Exercise details ▸ Line by line, copy out the data that follows.

Task input ▸
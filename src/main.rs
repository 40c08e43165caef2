use std::net::SocketAddr;
use std::sync::Arc;
use std::time::Instant;

use anyhow::Context;
use clap::Parser;
use tokio::signal;
use tracing::{info, warn};

use fraudr::api::{create_router, AppState};
use fraudr::config::Config;
use fraudr::engine::ThresholdStore;
use fraudr::observability::{init_tracing, MetricsRegistry};
use fraudr::orchestrator::Orchestrator;
use fraudr::policy::{PolicyLoader, PolicyWatcher};
use fraudr::scoring::{load_model, ModelFile};

#[tokio::main]
async fn main() -> anyhow::Result<()> {
    // Parse configuration
    let config = Config::parse();

    // Initialize tracing
    init_tracing(&config.log_level, config.log_json);

    info!(
        version = env!("CARGO_PKG_VERSION"),
        "Starting fraudr decision service"
    );

    let metrics = Arc::new(MetricsRegistry::new());
    let store = Arc::new(ThresholdStore::default());

    // Start policy watcher (built-in policy when no file is configured)
    let policy_handle = match &config.policy_path {
        Some(path) => {
            let watcher = PolicyWatcher::new(
                PolicyLoader::new(path),
                Arc::clone(&store),
                config.policy_reload_interval(),
            )
            .with_metrics(Arc::clone(&metrics));
            let (_snapshot_rx, handle) = watcher.start();
            Some(handle)
        }
        None => {
            warn!("No policy file configured, using built-in thresholds");
            None
        }
    };

    // Load scoring model
    let model = match &config.model_path {
        Some(path) => load_model(path)
            .with_context(|| format!("failed to load model from {}", path.display()))?,
        None => {
            warn!("No model file configured, using built-in heuristic model");
            ModelFile::builtin()
        }
    };
    info!(model_version = %model.model_version, "Model loaded");

    let orchestrator = Orchestrator::from_model(model, Arc::clone(&store)).with_metrics(metrics);

    // Create application state
    let state = Arc::new(AppState {
        orchestrator,
        start_time: Instant::now(),
        version: env!("CARGO_PKG_VERSION").to_string(),
        max_batch_size: config.max_batch_size,
        latency_budget_ms: config.latency_budget_ms,
    });

    // Create router
    let app = create_router(state);

    // Parse listen address
    let addr: SocketAddr = config.listen_addr.parse()?;

    info!(addr = %addr, "Starting HTTP server");

    // Create TCP listener
    let listener = tokio::net::TcpListener::bind(addr).await?;

    // Run server with graceful shutdown
    if config.graceful_shutdown {
        let shutdown_timeout = config.shutdown_timeout();
        let server = axum::serve(listener, app).with_graceful_shutdown(shutdown_signal());
        tokio::select! {
            result = server => result?,
            _ = drain_deadline(shutdown_timeout) => {
                warn!(timeout_secs = shutdown_timeout.as_secs(), "Graceful shutdown timed out");
            }
        }
    } else {
        axum::serve(listener, app).await?;
    }

    // Cleanup
    info!("Shutting down...");
    if let Some(handle) = policy_handle {
        handle.abort();
    }

    info!("Shutdown complete");
    Ok(())
}

/// Resolves once a shutdown signal has been received and the drain window has elapsed.
async fn drain_deadline(timeout: std::time::Duration) {
    shutdown_signal().await;
    tokio::time::sleep(timeout).await;
}

async fn shutdown_signal() {
    let ctrl_c = async {
        signal::ctrl_c()
            .await
            .expect("Failed to install Ctrl+C handler");
    };

    #[cfg(unix)]
    let terminate = async {
        signal::unix::signal(signal::unix::SignalKind::terminate())
            .expect("Failed to install signal handler")
            .recv()
            .await;
    };

    #[cfg(not(unix))]
    let terminate = std::future::pending::<()>();

    tokio::select! {
        _ = ctrl_c => {},
        _ = terminate => {},
    }

    info!("Received shutdown signal");
}
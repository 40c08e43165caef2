use std::fs;
use std::path::{Path, PathBuf};
use thiserror::Error;

use crate::domain::{Policy, RiskLevel, ThresholdConfig};
use crate::error::InvalidThresholdError;

/// Errors that can occur during policy loading.
#[derive(Error, Debug)]
pub enum PolicyError {
    #[error("IO error: {0}")]
    Io(#[from] std::io::Error),

    #[error("YAML parsing error: {0}")]
    Yaml(#[from] serde_yaml::Error),

    #[error("Invalid thresholds: {0}")]
    Thresholds(#[from] InvalidThresholdError),

    #[error("Validation error: {0}")]
    Validation(String),
}

/// Load a policy from a YAML file.
pub fn load_policy(path: impl AsRef<Path>) -> Result<Policy, PolicyError> {
    let content = fs::read_to_string(path)?;
    let policy: Policy = serde_yaml::from_str(&content)?;

    validate_policy(&policy)?;

    Ok(policy)
}

/// Validate policy configuration.
pub fn validate_policy(policy: &Policy) -> Result<(), PolicyError> {
    if policy.version.is_empty() {
        return Err(PolicyError::Validation(
            "Policy version cannot be empty".to_string(),
        ));
    }

    ThresholdConfig::new(
        policy.thresholds.allow,
        policy.thresholds.block,
        policy.risk_levels.clone(),
    )?;

    validate_bands(policy)?;

    let params = &policy.rule_params;
    if params.night_start_hour > 23 || params.night_end_hour > 23 {
        return Err(PolicyError::Validation(
            "Night window hours must be between 0 and 23".to_string(),
        ));
    }
    if params.indicators_to_verify == 0 || params.indicators_to_block == 0 {
        return Err(PolicyError::Validation(
            "Indicator counts must be at least 1".to_string(),
        ));
    }
    if params.high_amount_multiplier.is_sign_negative() || params.high_amount_multiplier.is_zero() {
        return Err(PolicyError::Validation(
            "High amount multiplier must be positive".to_string(),
        ));
    }

    Ok(())
}

/// Bands must be LOW, MEDIUM, HIGH in order and tile [0, 1] without gaps.
fn validate_bands(policy: &Policy) -> Result<(), PolicyError> {
    let bands = &policy.risk_levels;

    let levels: Vec<RiskLevel> = bands.iter().map(|band| band.level).collect();
    if levels != [RiskLevel::Low, RiskLevel::Medium, RiskLevel::High] {
        return Err(PolicyError::Validation(format!(
            "Risk levels must be LOW, MEDIUM, HIGH in order, got {:?}",
            levels
        )));
    }

    for band in bands {
        if !band.min.is_finite() || !band.max.is_finite() || band.min >= band.max {
            return Err(PolicyError::Validation(format!(
                "Risk level {} has an empty or invalid range [{}, {})",
                band.level, band.min, band.max
            )));
        }
    }

    if bands[0].min != 0.0 {
        return Err(PolicyError::Validation(format!(
            "Risk levels must start at 0, got {}",
            bands[0].min
        )));
    }

    if bands[bands.len() - 1].max != 1.0 {
        return Err(PolicyError::Validation(format!(
            "Risk levels must end at 1, got {}",
            bands[bands.len() - 1].max
        )));
    }

    for pair in bands.windows(2) {
        if pair[0].max != pair[1].min {
            return Err(PolicyError::Validation(format!(
                "Risk levels {} and {} are not contiguous ({} != {})",
                pair[0].level, pair[1].level, pair[0].max, pair[1].min
            )));
        }
    }

    Ok(())
}

/// Policy loader bound to one file path.
#[derive(Debug, Clone)]
pub struct PolicyLoader {
    policy_path: PathBuf,
}

impl PolicyLoader {
    /// Create a new policy loader.
    pub fn new(policy_path: impl Into<PathBuf>) -> Self {
        PolicyLoader {
            policy_path: policy_path.into(),
        }
    }

    /// Load and validate the policy.
    pub fn load(&self) -> Result<Policy, PolicyError> {
        load_policy(&self.policy_path)
    }

    /// Get the policy file path.
    pub fn policy_path(&self) -> &Path {
        &self.policy_path
    }
}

Solution to this task ▸
filename src/main.rs
repository 40c08e43165caef2
use std::net::SocketAddr;
use std::sync::Arc;
use std::time::Instant;

use anyhow::Context;
use clap::Parser;
use tokio::signal;
use tracing::{info, warn};

use fraudr::api::{create_router, AppState};
use fraudr::config::Config;
use fraudr::engine::ThresholdStore;
use fraudr::observability::{init_tracing, MetricsRegistry};
use fraudr::orchestrator::Orchestrator;
use fraudr::policy::{PolicyLoader, PolicyWatcher};
use fraudr::scoring::{load_model, ModelFile};

#[tokio::main]
async fn main() -> anyhow::Result<()> {
    // Parse configuration
    let config = Config::parse();

    // Initialize tracing
    init_tracing(&config.log_level, config.log_json);

    info!(
        version = env!("CARGO_PKG_VERSION"),
        "Starting fraudr decision service"
    );

    let metrics = Arc::new(MetricsRegistry::new());
    let store = Arc::new(ThresholdStore::default());

    // Start policy watcher (built-in policy when no file is configured)
    let policy_handle = match &config.policy_path {
        Some(path) => {
            let watcher = PolicyWatcher::new(
                PolicyLoader::new(path),
                Arc::clone(&store),
                config.policy_reload_interval(),
            )
            .with_metrics(Arc::clone(&metrics));
            let (_snapshot_rx, handle) = watcher.start();
            Some(handle)
        }
        None => {
            warn!("No policy file configured, using built-in thresholds");
            None
        }
    };

    // Load scoring model
    let model = match &config.model_path {
        Some(path) => load_model(path)
            .with_context(|| format!("failed to load model from {}", path.display()))?,
        None => {
            warn!("No model file configured, using built-in heuristic model");
            ModelFile::builtin()
        }
    };
    info!(model_version = %model.model_version, "Model loaded");

    let orchestrator = Orchestrator::from_model(model, Arc::clone(&store)).with_metrics(metrics);

    // Create application state
    let state = Arc::new(AppState {
        orchestrator,
        start_time: Instant::now(),
        version: env!("CARGO_PKG_VERSION").to_string(),
        max_batch_size: config.max_batch_size,
        latency_budget_ms: config.latency_budget_ms,
    });

    // Create router
    let app = create_router(state);

    // Parse listen address
    let addr: SocketAddr = config.listen_addr.parse()?;

    info!(addr = %addr, "Starting HTTP server");

    // Create TCP listener
    let listener = tokio::net::TcpListener::bind(addr).await?;

    // Run server with graceful shutdown
    if config.graceful_shutdown {
        let shutdown_timeout = config.shutdown_timeout();
        let server = axum::serve(listener, app).with_graceful_shutdown(shutdown_signal());
        tokio::select! {
            result = server => result?,
            _ = drain_deadline(shutdown_timeout) => {
                warn!(timeout_secs = shutdown_timeout.as_secs(), "Graceful shutdown timed out");
            }
        }
    } else {
        axum::serve(listener, app).await?;
    }

    // Cleanup
    info!("Shutting down...");
    if let Some(handle) = policy_handle {
        handle.abort();
    }

    info!("Shutdown complete");
    Ok(())
}

/// Resolves once a shutdown signal has been received and the drain window has elapsed.
async fn drain_deadline(timeout: std::time::Duration) {
    shutdown_signal().await;
    tokio::time::sleep(timeout).await;
}

async fn shutdown_signal() {
    let ctrl_c = async {
        signal::ctrl_c()
            .await
            .expect("Failed to install Ctrl+C handler");
    };

    #[cfg(unix)]
    let terminate = async {
        signal::unix::signal(signal::unix::SignalKind::terminate())
            .expect("Failed to install signal handler")
            .recv()
            .await;
    };

    #[cfg(not(unix))]
    let terminate = std::future::pending::<()>();

    tokio::select! {
        _ = ctrl_c => {},
        _ = terminate => {},
    }

    info!("Received shutdown signal");
}
repository 40c08e43165caef2
use std::fs;
use std::path::{Path, PathBuf};
use thiserror::Error;

use crate::domain::{Policy, RiskLevel, ThresholdConfig};
use crate::error::InvalidThresholdError;

/// Errors that can occur during policy loading.
#[derive(Error, Debug)]
pub enum PolicyError {
    #[error("IO error: {0}")]
    Io(#[from] std::io::Error),

    #[error("YAML parsing error: {0}")]
    Yaml(#[from] serde_yaml::Error),

    #[error("Invalid thresholds: {0}")]
    Thresholds(#[from] InvalidThresholdError),

    #[error("Validation error: {0}")]
    Validation(String),
}

/// Load a policy from a YAML file.
pub fn load_policy(path: impl AsRef<Path>) -> Result<Policy, PolicyError> {
    let content = fs::read_to_string(path)?;
    let policy: Policy = serde_yaml::from_str(&content)?;

    validate_policy(&policy)?;

    Ok(policy)
}

/// Validate policy configuration.
pub fn validate_policy(policy: &Policy) -> Result<(), PolicyError> {
    if policy.version.is_empty() {
        return Err(PolicyError::Validation(
            "Policy version cannot be empty".to_string(),
        ));
    }

    ThresholdConfig::new(
        policy.thresholds.allow,
        policy.thresholds.block,
        policy.risk_levels.clone(),
    )?;

    validate_bands(policy)?;

    let params = &policy.rule_params;
    if params.night_start_hour > 23 || params.night_end_hour > 23 {
        return Err(PolicyError::Validation(
            "Night window hours must be between 0 and 23".to_string(),
        ));
    }
    if params.indicators_to_verify == 0 || params.indicators_to_block == 0 {
        return Err(PolicyError::Validation(
            "Indicator counts must be at least 1".to_string(),
        ));
    }
    if params.high_amount_multiplier.is_sign_negative() || params.high_amount_multiplier.is_zero() {
        return Err(PolicyError::Validation(
            "High amount multiplier must be positive".to_string(),
        ));
    }

    Ok(())
}

/// Bands must be LOW, MEDIUM, HIGH in order and tile [0, 1] without gaps.
fn validate_bands(policy: &Policy) -> Result<(), PolicyError> {
    let bands = &policy.risk_levels;

    let levels: Vec<RiskLevel> = bands.iter().map(|band| band.level).collect();
    if levels != [RiskLevel::Low, RiskLevel::Medium, RiskLevel::High] {
        return Err(PolicyError::Validation(format!(
            "Risk levels must be LOW, MEDIUM, HIGH in order, got {:?}",
            levels
        )));
    }

    for band in bands {
        if !band.min.is_finite() || !band.max.is_finite() || band.min >= band.max {
            return Err(PolicyError::Validation(format!(
                "Risk level {} has an empty or invalid range [{}, {})",
                band.level, band.min, band.max
            )));
        }
    }

    if bands[0].min != 0.0 {
        return Err(PolicyError::Validation(format!(
            "Risk levels must start at 0, got {}",
            bands[0].min
        )));
    }

    if bands[bands.len() - 1].max != 1.0 {
        return Err(PolicyError::Validation(format!(
            "Risk levels must end at 1, got {}",
            bands[bands.len() - 1].max
        )));
    }

    for pair in bands.windows(2) {
        if pair[0].max != pair[1].min {
            return Err(PolicyError::Validation(format!(
                "Risk levels {} and {} are not contiguous ({} != {})",
                pair[0].level, pair[1].level, pair[0].max, pair[1].min
            )));
        }
    }

    Ok(())
}

/// Policy loader bound to one file path.
#[derive(Debug, Clone)]
pub struct PolicyLoader {
    policy_path: PathBuf,
}

impl PolicyLoader {
    /// Create a new policy loader.
    pub fn new(policy_path: impl Into<PathBuf>) -> Self {
        PolicyLoader {
            policy_path: policy_path.into(),
        }
    }

    /// Load and validate the policy.
    pub fn load(&self) -> Result<Policy, PolicyError> {
        load_policy(&self.policy_path)
    }

    /// Get the policy file path.
    pub fn policy_path(&self) -> &Path {
        &self.policy_path
    }
}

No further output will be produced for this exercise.